Hepatitis is an infection of the liver caused by various viruses. There about seven recognized viruses responsible for the infection of the liver:–hepatitis A, B, C, D, E, F and G. Of these A,B, C, and E are of greatest concern to health practitioners. Collectively all the types of hepatitis kill about 1.4 million people globally every year. However not much is known by the public about the disease and hence not much is done in the way of prevention on personal level.
Some time ago we discussed Hepatitis A, today and tomorrow we shall discuss Hepatitis B.
More than 2 billion people world-wide have been infected by the hepatitis B virus and of that figure about 350 million are chronically ill. Also about 1 million carriers die of liver cancer or liver cirrhosis yearly.
The disease is common in Africa, parts of South America, Asia and parts of North America.
1. What Causes Hepatitis B?
Hepatitis B is caused by Hepatitis B virus, it is the most infectious of the hepatitis viruses and can survive up to 7 days in a dried state.
2. How Does Hepatitis B Spread?
Human beings are the main reservoir of the infection. Spread is through blood, blood products, semen and vaginal fluids. Consequently, the disease can pass from one person to the other through blood transmission, sexual intercourse be it homosexual and heterosexual.
The disease spreads from mother to child during child birth by the mother’s blood passing into the blood of the baby or by the baby swallowing the blood of the mother, any of these could happen during child birth.
It can also spread through the use of contaminated sharp objects. Thus spread is common within a family especially in crowded homes, sharing tooth brushes, razors, towels and bath brushes promote spread.
The hepatitis B virus is present in the saliva, semen and vaginal fluids of infected persons, thus infection can spread through kissing or by sexual intercourse.
3. When Do You Suspect You May Have Hepatitis B?
The symptoms and signs of hepatitis Binclude low-grade fever, vomiting, loss of appetite, dark urine, upper right abdominal pain and yellowness of eyes/skin;   suspect Hepatitis especially if someone close to you just had it or is recovering from it.
Incubation period is between 45-160 days. See a doctor immediately if you have the above symptoms.

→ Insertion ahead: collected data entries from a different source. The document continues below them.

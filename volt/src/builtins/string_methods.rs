//! String method table (spec 4.8). Strings are immutable; every method
//! returns a new value.

use crate::exception::{EvalResult, ExcType, RuntimeError};
use crate::interpreter::Interpreter;
use crate::value::Value;

fn arg<'a>(args: &'a [Value], i: usize) -> Result<&'a Value, RuntimeError> {
    args.get(i).ok_or_else(|| RuntimeError::new(ExcType::ArityError, format!("missing argument {i}")))
}

fn as_str(v: &Value) -> Result<&str, RuntimeError> {
    match v {
        Value::Str(s) => Ok(s),
        other => {
            Err(RuntimeError::new(ExcType::TypeError, format!("expected a string, got {}", other.type_name())))
        }
    }
}

fn as_int(v: &Value) -> Result<i64, RuntimeError> {
    match v {
        Value::Int(n) => Ok(*n),
        other => {
            Err(RuntimeError::new(ExcType::TypeError, format!("expected an int, got {}", other.type_name())))
        }
    }
}

pub(crate) fn call(
    _interp: &mut Interpreter,
    name: &str,
    s: &str,
    args: &[Value],
) -> EvalResult<Value> {
    Ok(match name {
        "trim" => Value::string(s.trim()),
        "upper" => Value::string(s.to_uppercase()),
        "lower" => Value::string(s.to_lowercase()),
        "replace" => {
            let old = as_str(arg(args, 0)?)?;
            let new = as_str(arg(args, 1)?)?;
            Value::string(s.replace(old, new))
        }
        "split" => {
            let sep = as_str(arg(args, 0)?)?;
            let parts: Vec<Value> =
                if sep.is_empty() { s.split("").filter(|p| !p.is_empty()).map(Value::string).collect() }
                else { s.split(sep).map(Value::string).collect() };
            Value::list(parts)
        }
        "startsWith" => Value::Bool(s.starts_with(as_str(arg(args, 0)?)?)),
        "endsWith" => Value::Bool(s.ends_with(as_str(arg(args, 0)?)?)),
        "indexOf" => {
            let needle = as_str(arg(args, 0)?)?;
            match s.find(needle) {
                Some(byte_idx) => Value::Int(s[..byte_idx].chars().count() as i64),
                None => Value::Int(-1),
            }
        }
        "slice" => {
            let chars: Vec<char> = s.chars().collect();
            let start = clamp(as_int(arg(args, 0)?)?, chars.len());
            let end = clamp(as_int(arg(args, 1)?)?, chars.len());
            let end = end.max(start);
            Value::string(chars[start..end].iter().collect::<String>())
        }
        "repeat" => {
            let n = as_int(arg(args, 0)?)?;
            if n < 0 {
                return Err(RuntimeError::new(ExcType::ValueError, "repeat count must not be negative").into());
            }
            Value::string(s.repeat(n as usize))
        }
        "reverse" => Value::string(s.chars().rev().collect::<String>()),
        "contains" => Value::Bool(s.contains(as_str(arg(args, 0)?)?)),
        "length" => Value::Int(s.chars().count() as i64),
        "toInt" => {
            let trimmed = s.trim();
            trimmed
                .parse::<i64>()
                .map(Value::Int)
                .or_else(|_| trimmed.parse::<f64>().map(|f| Value::Int(f as i64)))
                .map_err(|_| RuntimeError::new(ExcType::ValueError, format!("'{s}' is not numeric")))?
        }
        "toList" => Value::list(s.chars().map(|c| Value::string(c.to_string())).collect()),
        "padStart" => pad(s, args, true)?,
        "padEnd" => pad(s, args, false)?,
        other => {
            return Err(RuntimeError::new(ExcType::TypeError, format!("string has no method '{other}'")).into());
        }
    })
}

fn clamp(i: i64, len: usize) -> usize {
    if i < 0 { 0 } else { (i as usize).min(len) }
}

fn pad(s: &str, args: &[Value], start: bool) -> Result<Value, RuntimeError> {
    let width = as_int(arg(args, 0)?)?.max(0) as usize;
    let fill = as_str(arg(args, 1)?)?;
    let fill_char = fill.chars().next().unwrap_or(' ');
    let len = s.chars().count();
    if len >= width {
        return Ok(Value::string(s));
    }
    let pad: String = std::iter::repeat(fill_char).take(width - len).collect();
    Ok(Value::string(if start { pad + s } else { format!("{s}{pad}") }))
}
//! Volt: a small dynamically-typed scripting language.
//!
//! The pipeline is lexer -> parser -> AST -> tree-walking evaluator. See
//! [`run_source`] for the simplest embedding entry point.

mod ast;
mod builtins;
mod diagnostics;
mod environment;
mod exception;
mod function;
mod interpreter;
mod io;
mod lexer;
mod modules;
mod object;
mod parser;
mod token;
mod value;

pub use diagnostics::{ParseError, SourcePos};
pub use environment::Environment;
pub use exception::{ExcType, RuntimeError, Signal};
pub use interpreter::Interpreter;
pub use io::{CollectOutput, InputSource, NoInput, OutputSink, ScriptedInput, StdIo};
pub use value::Value;

use std::rc::Rc;

/// Parses and runs `source`, writing `show` output to `sink` and reading
/// `ask` input from `input`. Returns the value of the last top-level
/// expression statement, or the first unhandled signal converted to an
/// error string.
pub fn run_source(
    source: &str,
    sink: &mut dyn OutputSink,
    input: &mut dyn InputSource,
    seed: Option<u64>,
) -> Result<Value, String> {
    let tokens = lexer::Lexer::new(source).tokenize().map_err(|e| e.to_string())?;
    let program = parser::Parser::new(tokens, source).parse_program().map_err(|e| e.to_string())?;
    let mut interp = Interpreter::new(sink, input, seed);
    match interp.run_program(&program) {
        Ok(v) => Ok(v),
        Err(Signal::Throw(payload)) => {
            Err(interp.stringify(&payload).unwrap_or_else(|_| "<unprintable error>".to_string()))
        }
        Err(_) => unreachable!("run_program resolves Return/Break/Continue internally"),
    }
}

/// Parses `source` without executing it, surfacing only syntax errors.
pub fn parse_only(source: &str) -> Result<(), ParseError> {
    let tokens = lexer::Lexer::new(source).tokenize()?;
    parser::Parser::new(tokens, source).parse_program()?;
    Ok(())
}

pub(crate) type Shared<T> = Rc<std::cell::RefCell<T>>;

pub(crate) fn shared<T>(value: T) -> Shared<T> {
    Rc::new(std::cell::RefCell::new(value))
}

4. What Can Put You at Risk?
       a. Age—infection is highest among children and young adults
       b. Occupation—Healthcare workers (laboratory scientists, dentists and surgeons).

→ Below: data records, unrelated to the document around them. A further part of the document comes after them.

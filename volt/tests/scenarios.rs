//! Integration tests exercising the literal scenarios and invariants from
//! the language contract's testable-properties section, run end to end
//! through `volt::run_source` with a captured output sink.

use pretty_assertions::assert_eq;
use volt::{CollectOutput, NoInput, ScriptedInput};

fn run(source: &str) -> String {
    let mut out = CollectOutput::new();
    let mut input = NoInput;
    volt::run_source(source, &mut out, &mut input, Some(1))
        .unwrap_or_else(|err| panic!("unexpected error running:\n{source}\n\n{err}"));
    out.output().trim_end_matches('\n').to_string()
}

fn run_err(source: &str) -> String {
    let mut out = CollectOutput::new();
    let mut input = NoInput;
    match volt::run_source(source, &mut out, &mut input, Some(1)) {
        Ok(value) => panic!("expected error, got Ok({value:?})"),
        Err(message) => message,
    }
}

#[test]
fn counter_closure_keeps_captured_state_across_calls() {
    let source = r#"
func makeCounter(){ set c=0; func inc(){ set c=c+1; return c } return inc }
set f = makeCounter()
show f"{f()} {f()} {f()}"
"#;
    assert_eq!(run(source), "1 2 3");
}

#[test]
fn inheritance_and_super_chain_through_two_levels() {
    let source = r#"
class A { func init(n){ set this.n=n } func hi(){ return f"A{this.n}" } }
class B extends A { func init(n){ super.init(n+1) } func hi(){ return "B"+super.hi() } }
show (new B(1)).hi()
"#;
    assert_eq!(run(source), "BA2");
}

#[test]
fn finally_runs_after_a_caught_throw() {
    let source = r#"try { throw "x" } catch e { show f"c:{e}" } finally { show "f" }"#;
    assert_eq!(run(source), "c:x\nf");
}

#[test]
fn finally_runs_on_the_fall_through_path_too() {
    let source = r#"try { show "ok" } finally { show "f" }"#;
    assert_eq!(run(source), "ok\nf");
}

#[test]
fn finally_runs_even_when_the_throw_is_uncaught() {
    let source = r#"try { throw "boom" } finally { show "f" }"#;
    let message = run_err(source);
    assert!(message.contains("boom"));
}

#[test]
fn rethrowing_from_a_catch_block_propagates_the_new_value() {
    let source = r#"try { try { throw "a" } catch e { throw "b" } } catch e { show e }"#;
    assert_eq!(run(source), "b");
}

#[test]
fn fstring_with_nested_lambda_map_and_reduce() {
    let source = r#"show f"{[1,2,3].map((x)=>x*x).reduce((a,b)=>a+b,0)}""#;
    assert_eq!(run(source), "14");
}

#[test]
fn dict_merge_is_insertion_order_preserving_and_leaves_the_source_unchanged() {
    let source = r#"
set d1={a:1,b:2}; set d2={b:3,c:4}; set d3=d1.merge(d2)
show f"{d1} {d3}"
"#;
    assert_eq!(run(source), "{a: 1, b: 2} {a: 1, b: 3, c: 4}");
}

#[test]
fn dict_call_syntax_invokes_a_stored_callable_before_any_builtin_method() {
    let source = r#"set d={f:(x)=>x*2}; show d.f(3)"#;
    assert_eq!(run(source), "6");
}

#[test]
fn for_to_is_a_half_open_range() {
    let source = r#"set s=0; for i in 1 to 5 { set s=s+i }; show s"#;
    assert_eq!(run(source), "10");
}

#[test]
fn default_parameters_are_reevaluated_per_call() {
    let source = r#"
func makeList(items = []) {
    items.push(1)
    return items
}
show makeList()
show makeList()
"#;
    assert_eq!(run(source), "[1]\n[1]");
}

#[test]
fn string_methods_are_pure_and_chain() {
    let source = r#"
set s = "  Hello  "
show s.trim().upper()
show s
"#;
    assert_eq!(run(source), "HELLO\n  Hello  ");
}

#[test]
fn list_map_and_filter_return_fresh_lists() {
    let source = r#"
set xs = [1,2,3,4]
set doubled = xs.map((x)=>x*2)
set evens = xs.filter((x)=>x%2==0)
show xs
show doubled
show evens
"#;
    assert_eq!(run(source), "[1, 2, 3, 4]\n[2, 4, 6, 8]\n[2, 4]");
}

#[test]
fn isinstance_is_true_across_a_transitive_extends_chain() {
    let source = r#"
class A {}
class B extends A {}
class C extends B {}
show isinstance(new C(), A)
"#;
    assert_eq!(run(source), "true");
}

#[test]
fn instance_without_tostring_formats_as_classname_of_attrs() {
    let source = r#"
class Point { func init(x, y) { set this.x = x; set this.y = y } }
show new Point(1, 2)
"#;
    assert_eq!(run(source), "Point(x=1, y=2)");
}

#[test]
fn match_falls_back_to_default_case() {
    let source = r#"
set n = 5
match n {
    case 1 { show "one" }
    case 2 { show "two" }
    default { show "other" }
}
"#;
    assert_eq!(run(source), "other");
}

#[test]
fn ask_reads_from_the_scripted_input_source() {
    let source = r#"
ask "name? " -> name
show f"hi {name}"
"#;
    let mut out = CollectOutput::new();
    let mut input = ScriptedInput::new(["Ada"]);
    let result = volt::run_source(source, &mut out, &mut input, Some(1)).expect("runs");
    let _ = result;
    assert!(out.output().contains("name? "));
    assert!(out.output().contains("hi Ada"));
}

#[test]
fn division_always_produces_a_float() {
    let source = r#"show 4/2"#;
    assert_eq!(run(source), "2");
}

#[test]
fn undefined_name_raises_a_name_error() {
    let message = run_err("show doesNotExist");
    assert!(message.contains("NameError") || message.contains("undefined"));
}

       c. Life style— drug addicts who inject themselves are at high risk
       d. Sexual promiscuity, homosexuality
       e. Close contact with an infected person
       f. Travels to countries where the disease is very common.
5. Possible Complications of Hepatitis B.

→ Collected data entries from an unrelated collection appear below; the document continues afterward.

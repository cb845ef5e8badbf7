//! Token stream -> AST. Recursive-descent with Pratt-style precedence
//! climbing for expressions (spec 4.2); statement separators are newlines,
//! `;`, or a closing `}`, so blocks tolerate both multi-line and
//! semicolon-joined single-line forms.

use crate::ast::{
    AssignTarget, BinaryOp, Block, Expr, FStringSegment, LogicalOp, MethodDecl, Param, Program, Stmt,
    UnaryOp,
};
use crate::diagnostics::{ParseError, SourcePos};
use crate::token::{FStringChunk, Token, TokenKind};

type PResult<T> = Result<T, ParseError>;

pub struct Parser<'src> {
    tokens: Vec<Token>,
    source: &'src str,
    pos: usize,
}
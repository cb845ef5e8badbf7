//! The tree-walking evaluator.
//!
//! Split the way the teacher splits its VM (`bytecode/vm/{attr,binary,call,
//! collections,compare,exceptions}.rs`): this module owns the `Interpreter`
//! struct, construction, the top-level run loop, call dispatch, and
//! stringification; [`expr`] and [`stmt`] hold the per-node-kind evaluation
//! logic as `impl Interpreter` blocks in their own files.

mod expr;
mod stmt;

use std::rc::Rc;

use rand::SeedableRng;
use rand_chacha::ChaCha8Rng;

use crate::ast::{Block, Program};
use crate::environment::{Env, Environment, ScopeExt};
use crate::exception::{EvalResult, ExcType, RuntimeError, Signal};
use crate::function::{BoundMethod, Function, NativeFunction};
use crate::io::{InputSource, OutputSink};
use crate::object::Instance;
use crate::value::Value;

/// Signature of a host-implemented (stdlib module) function. Quantified over
/// the interpreter's borrow lifetime so `Value` (which stores
/// `Rc<NativeFunction>` carrying one of these) never itself needs a lifetime
/// parameter.
pub type NativeFn = for<'i> fn(&mut Interpreter<'i>, &[Value]) -> EvalResult<Value>;

pub struct Interpreter<'io> {
    globals: Env,
    sink: &'io mut dyn OutputSink,
    input: &'io mut dyn InputSource,
    rng: ChaCha8Rng,
    start: std::time::Instant,
    last_value: Value,
}

impl<'io> Interpreter<'io> {
    #[must_use]
    pub fn new(
        sink: &'io mut dyn OutputSink,
        input: &'io mut dyn InputSource,
        seed: Option<u64>,
    ) -> Self {
        let seed = seed.or_else(|| {
            std::env::var("VOLT_SEED").ok().and_then(|s| s.parse::<u64>().ok())
        });
        let rng = match seed {
            Some(seed) => ChaCha8Rng::seed_from_u64(seed),
            None => ChaCha8Rng::from_entropy(),
        };
        Self {
            globals: Environment::root(),
            sink,
            input,
            rng,
            start: std::time::Instant::now(),
            last_value: Value::Null,
        }
    }

    pub(crate) fn rng(&mut self) -> &mut ChaCha8Rng {
        &mut self.rng
    }

    pub(crate) fn elapsed_secs(&self) -> f64 {
        self.start.elapsed().as_secs_f64()
    }

    pub(crate) fn show_line(&mut self, line: &str) {
        self.sink.write_line(line);
    }

    pub(crate) fn show_prompt_and_read(&mut self, prompt: &str) -> Option<String> {
        self.sink.write_prompt(prompt);
        self.input.read_line()
    }

    /// Runs a full program. `return`/`break`/`continue` reaching the top
    /// level simply end execution (there is no enclosing function or loop to
    /// unwind further); only an uncaught `throw` is reported to the caller.
    pub fn run_program(&mut self, program: &Program) -> EvalResult<Value> {
        let env = Rc::clone(&self.globals);
        match self.exec_block(program, &env) {
            Ok(()) => Ok(self.last_value.clone()),
            Err(Signal::Return(v)) => Ok(v),
            Err(Signal::Break | Signal::Continue) => Ok(self.last_value.clone()),
            Err(throw @ Signal::Throw(_)) => Err(throw),
        }
    }

    pub(crate) fn exec_block(&mut self, block: &Block, env: &Env) -> EvalResult<()> {
        for stmt in block {
            self.exec_stmt(stmt, env)?;
        }
        Ok(())
    }

    /// Invokes any callable value: a closure, a bound method, or a native
    /// function. `new Class(...)` goes through [`Self::instantiate`]
    /// instead, since constructing an instance is not a plain call.
    pub(crate) fn call_value(&mut self, callee: &Value, args: Vec<Value>) -> EvalResult<Value> {
        match callee {
            Value::Func(f) => self.call_function(f, None, args),
            Value::BoundMethod(bm) => self.call_function(&bm.func, Some(bm.receiver.clone()), args),
            Value::Native(native) => (native.func)(self, &args),
            other => Err(RuntimeError::new(
                ExcType::TypeError,
                format!("{} is not callable", other.type_name()),
            )
            .into()),
        }
    }

    /// Binds `args` against `func.params` (filling missing trailing
    /// arguments from defaults, evaluated fresh per call in the closure
    /// environment per spec 4.5/8), then executes the body in a fresh child
    /// scope.
    pub(crate) fn call_function(
        &mut self,
        func: &Rc<Function>,
        this: Option<Value>,
        mut args: Vec<Value>,
    ) -> EvalResult<Value> {
        if args.len() > func.params.len() {
            return Err(RuntimeError::new(
                ExcType::ArityError,
                format!(
                    "{} expected at most {} argument(s), got {}",
                    func.name.as_deref().unwrap_or("<lambda>"),
                    func.params.len(),
                    args.len()
                ),
            )
            .into());
        }

        let call_env = Environment::child(&func.closure);
        for (i, param) in func.params.iter().enumerate() {
            let value = if let Some(v) = args.get_mut(i) {
                std::mem::replace(v, Value::Null)
            } else if let Some(default) = &param.default {
                self.eval_expr(default, &call_env)?
            } else {
                return Err(RuntimeError::new(
                    ExcType::ArityError,
                    format!(
                        "{} missing required argument '{}'",
                        func.name.as_deref().unwrap_or("<lambda>"),
                        param.name
                    ),
                )
                .into());
            };
            call_env.define(&param.name, value);
        }

        if let Some(this) = this {
            call_env.set_this(this);
        }
        if let Some(weak) = func.defining_class.borrow().as_ref() {
            if let Some(class) = weak.upgrade() {
                call_env.set_method_class(&class);
            }
        }

        match self.exec_block(&func.body, &call_env) {
            Ok(()) => Ok(Value::Null),
            Err(Signal::Return(v)) => Ok(v),
            Err(other) => Err(other),
        }
    }

    /// `new Class(args)`: allocates an empty instance then runs `init` bound
    /// to it (spec 4.5). Every class is guaranteed an `init` method (the
    /// parser synthesizes an implicit zero-arg one when absent).
    pub(crate) fn instantiate(
        &mut self,
        class: &Rc<crate::object::Class>,
        args: Vec<Value>,
    ) -> EvalResult<Value> {
        let instance = Instance::new(Rc::clone(class));
        let init = class
            .resolve_method("init")
            .expect("every class carries at least a synthesized init");
        self.call_function(&init, Some(Value::Instance(Rc::clone(&instance))), args)?;
        Ok(Value::Instance(instance))
    }

    pub(crate) fn bind_method(&self, receiver: Value, func: Rc<Function>) -> Value {
        Value::BoundMethod(Rc::new(BoundMethod { func, receiver }))
    }

    pub(crate) fn globals(&self) -> Env {
        Rc::clone(&self.globals)
    }

    /// Spec 4.3 stringification rules. Instances defer to a user-defined
    /// `toString` method when the class provides one; numbers use
    /// shortest-roundtrip formatting via `ryu` so `4.0` prints as `4` only
    /// when integral (matching the teacher's own preference for `ryu` over
    /// `{}`-formatting floats).
    pub fn stringify(&mut self, value: &Value) -> EvalResult<String> {
        Ok(match value {
            Value::Null => "null".to_string(),
            Value::Bool(b) => b.to_string(),
            Value::Int(n) => n.to_string(),
            Value::Float(f) => format_float(*f),
            Value::Str(s) => s.to_string(),
            Value::List(list) => {
                let items = list.borrow().clone();
                let mut parts = Vec::with_capacity(items.len());
                for item in &items {
                    parts.push(self.stringify(item)?);
                }
                format!("[{}]", parts.join(", "))
            }
            Value::Dict(dict) => {
                let entries: Vec<(String, Value)> =
                    dict.borrow().iter().map(|(k, v)| (k.clone(), v.clone())).collect();
                let mut parts = Vec::with_capacity(entries.len());
                for (k, v) in &entries {
                    parts.push(format!("{k}: {}", self.stringify(v)?));
                }
                format!("{{{}}}", parts.join(", "))
            }
            Value::Func(f) => format!("<function {}>", f.name.as_deref().unwrap_or("<lambda>")),
            Value::BoundMethod(bm) => {
                format!("<bound method {}>", bm.func.name.as_deref().unwrap_or("<lambda>"))
            }
            Value::Native(n) => format!("<native function {}>", n.name),
            Value::Class(c) => format!("<class {}>", c.name),
            Value::Instance(inst) => {
                if let Some(to_string) = inst.class.resolve_method("toString") {
                    let result =
                        self.call_function(&to_string, Some(Value::Instance(Rc::clone(inst))), vec![])?;
                    self.stringify(&result)?
                } else {
                    let attrs: Vec<(String, Value)> =
                        inst.attrs.borrow().iter().map(|(k, v)| (k.clone(), v.clone())).collect();
                    let mut parts = Vec::with_capacity(attrs.len());
                    for (k, v) in &attrs {
                        parts.push(format!("{k}={}", self.stringify(v)?));
                    }
                    format!("{}({})", inst.class.name, parts.join(", "))
                }
            }
            Value::Module(m) => format!("<module {}>", m.name),
        })
    }
}

fn format_float(f: f64) -> String {
    let mut buf = ryu::Buffer::new();
    let formatted = buf.format(f);
    formatted.strip_suffix(".0").map_or_else(|| formatted.to_string(), ToString::to_string)
}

Complications of Hepatitis B infection include Chronic liver infection, liver cancer, liver cirrhosis and liver failure.
 
6. Prevention
Hepatitis B can be prevented in the following ways:
     a. Vaccination.
     b. Exercising extreme precaution when treating hepatitis B patients.
     c. Avoiding the use of common items such as tooth brushes, foot brushes, razors, and towels.
     d. Avoiding contact with infected persons.
     e. Avoiding the use of unsterilized sharp objects for nose/ear piercing or scarification.
     f. Practicing safe sex by use of condoms
     g. Desisting from homosexuality.